## WHAT TO PRODUCE:
Check every line below for the string "insert", and copy the lines that contain it.
THE RECORDS Start Marker
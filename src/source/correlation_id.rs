//! 关联ID来源

use super::{external_value, TracingRequest, TracingSource, CORRELATION_ID_HEADER};
use crate::generator::generate;
use crate::storage::{SessionStorage, TracingStorage};

/// 会话粘性的关联ID来源
///
/// 解析优先级：
/// 1. 外部请求头（开启外部头部接收且通过清洗时）
/// 2. 会话中保存的值（同一会话的上一次请求）
/// 3. 新生成的 UUID
///
/// 解析出的值总会写回会话，外部传入的关联ID会覆盖会话中已有的值。
#[derive(Debug, Clone)]
pub struct CorrelationIdSource {
    session: SessionStorage,
    accept_external_headers: bool,
    header_name: String,
}

impl CorrelationIdSource {
    /// 会话中保存关联ID使用的键
    pub const SESSION_KEY: &'static str = "correlation_id";

    pub fn new(
        session: SessionStorage,
        accept_external_headers: bool,
        header_name: impl Into<String>,
    ) -> Self {
        Self {
            session,
            accept_external_headers,
            header_name: header_name.into(),
        }
    }

    /// 使用默认请求头 `X-Correlation-Id`，并接收外部头部
    pub fn with_session(session: SessionStorage) -> Self {
        Self::new(session, true, CORRELATION_ID_HEADER)
    }
}

impl TracingSource for CorrelationIdSource {
    fn resolve(&self, request: &dyn TracingRequest) -> String {
        let value = external_value(request, &self.header_name, self.accept_external_headers)
            .or_else(|| self.session.get(Self::SESSION_KEY))
            .unwrap_or_else(generate);

        self.session.set(Self::SESSION_KEY, value.clone());
        value
    }

    fn header_name(&self) -> &str {
        &self.header_name
    }
}

#[cfg(test)]
mod tests {
    use super::*;
    use crate::generator::is_uuid_v4;
    use crate::storage::{MemorySession, Session};
    use http::{HeaderMap, HeaderValue};
    use std::sync::Arc;

    fn source_with_session() -> (Arc<MemorySession>, CorrelationIdSource) {
        let session = Arc::new(MemorySession::started());
        let source = CorrelationIdSource::with_session(SessionStorage::bound(session.clone()));
        (session, source)
    }

    fn headers_with(value: &str) -> HeaderMap {
        let mut headers = HeaderMap::new();
        headers.insert("x-correlation-id", HeaderValue::from_str(value).unwrap());
        headers
    }

    #[test]
    fn test_generates_and_persists() {
        let (session, source) = source_with_session();

        let first = source.resolve(&HeaderMap::new());
        assert!(is_uuid_v4(&first));
        assert_eq!(session.get("tracings.correlation_id"), Some(first.clone()));

        // 同一会话再次解析返回同一个值
        let second = source.resolve(&HeaderMap::new());
        assert_eq!(first, second);
    }

    #[test]
    fn test_external_header_overwrites_session() {
        let (session, source) = source_with_session();
        session.put("tracings.correlation_id", "previous-value".to_string());

        let resolved = source.resolve(&headers_with("upstream-123"));

        assert_eq!(resolved, "upstream-123");
        assert_eq!(
            session.get("tracings.correlation_id").as_deref(),
            Some("upstream-123"),
            "外部传入的关联ID应覆盖会话中的值"
        );
    }

    #[test]
    fn test_invalid_header_falls_back_to_session() {
        let (session, source) = source_with_session();
        session.put("tracings.correlation_id", "session-value".to_string());

        let resolved = source.resolve(&headers_with("bad value;with spaces"));

        assert_eq!(resolved, "session-value");
    }

    #[test]
    fn test_invalid_header_falls_back_to_generation() {
        let (_session, source) = source_with_session();
        let raw = "a".repeat(256);

        let resolved = source.resolve(&headers_with(&raw));

        assert_ne!(resolved, raw);
        assert!(is_uuid_v4(&resolved));
    }

    #[test]
    fn test_external_headers_disabled() {
        let session = Arc::new(MemorySession::started());
        let source = CorrelationIdSource::new(
            SessionStorage::bound(session.clone()),
            false,
            "X-Correlation-Id",
        );

        let resolved = source.resolve(&headers_with("upstream-123"));

        assert_ne!(resolved, "upstream-123");
        assert!(is_uuid_v4(&resolved));
    }

    #[test]
    fn test_custom_header_name() {
        let session = Arc::new(MemorySession::started());
        let source = CorrelationIdSource::new(SessionStorage::bound(session), true, "X-Trace-Group");

        let mut headers = HeaderMap::new();
        headers.insert("x-trace-group", HeaderValue::from_static("group-7"));

        assert_eq!(source.header_name(), "X-Trace-Group");
        assert_eq!(source.resolve(&headers), "group-7");
    }

    #[test]
    fn test_without_active_session() {
        let session = Arc::new(MemorySession::new());
        let source = CorrelationIdSource::with_session(SessionStorage::bound(session.clone()));

        let first = source.resolve(&HeaderMap::new());
        let second = source.resolve(&HeaderMap::new());

        // 会话未启动时无法保持粘性，但解析本身不会失败
        assert!(is_uuid_v4(&first));
        assert!(is_uuid_v4(&second));
        assert_ne!(first, second);
        assert!(session.snapshot().is_empty());
    }

    #[test]
    fn test_restore_from_job_is_identity() {
        let (_session, source) = source_with_session();
        assert_eq!(source.restore_from_job("abc-123"), "abc-123");
    }
}
//! 错误类型定义
//!
//! 只有配置阶段会产生错误。请求处理、响应传播和任务恢复路径上的异常输入
//! （无效请求头、未激活的会话、未知的 key）都会被静默吸收，不会出现在这里。

use thiserror::Error;

/// 追踪组件的错误类型
#[derive(Debug, Error)]
pub enum TracingError {
    /// 配置项缺少 `source` 字段
    #[error("tracing source '{key}' is missing a 'source' definition")]
    MissingSource { key: String },

    /// `source` 名称在工厂表中不存在
    #[error("tracing source '{source_name}' for '{key}' is not registered")]
    UnknownSource { key: String, source_name: String },

    /// 配置的请求头名称不是合法的 HTTP 头部名称
    #[error("tracing '{key}' has an invalid header name '{header}'")]
    InvalidHeader { key: String, header: String },

    /// 配置文件解析失败
    #[error("failed to parse tracing configuration: {0}")]
    Config(#[from] toml::de::Error),

    /// 配置文件读取失败
    #[error("failed to read tracing configuration: {0}")]
    Io(#[from] std::io::Error),
}

/// 本 crate 的 `Result` 别名
pub type Result<T> = std::result::Result<T, TracingError>;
THE RECORDS End Marker
## EXPECTED ANSWER:
        headers.insert("x-correlation-id", HeaderValue::from_str(value).unwrap());
        headers.insert("x-trace-group", HeaderValue::from_static("group-7"));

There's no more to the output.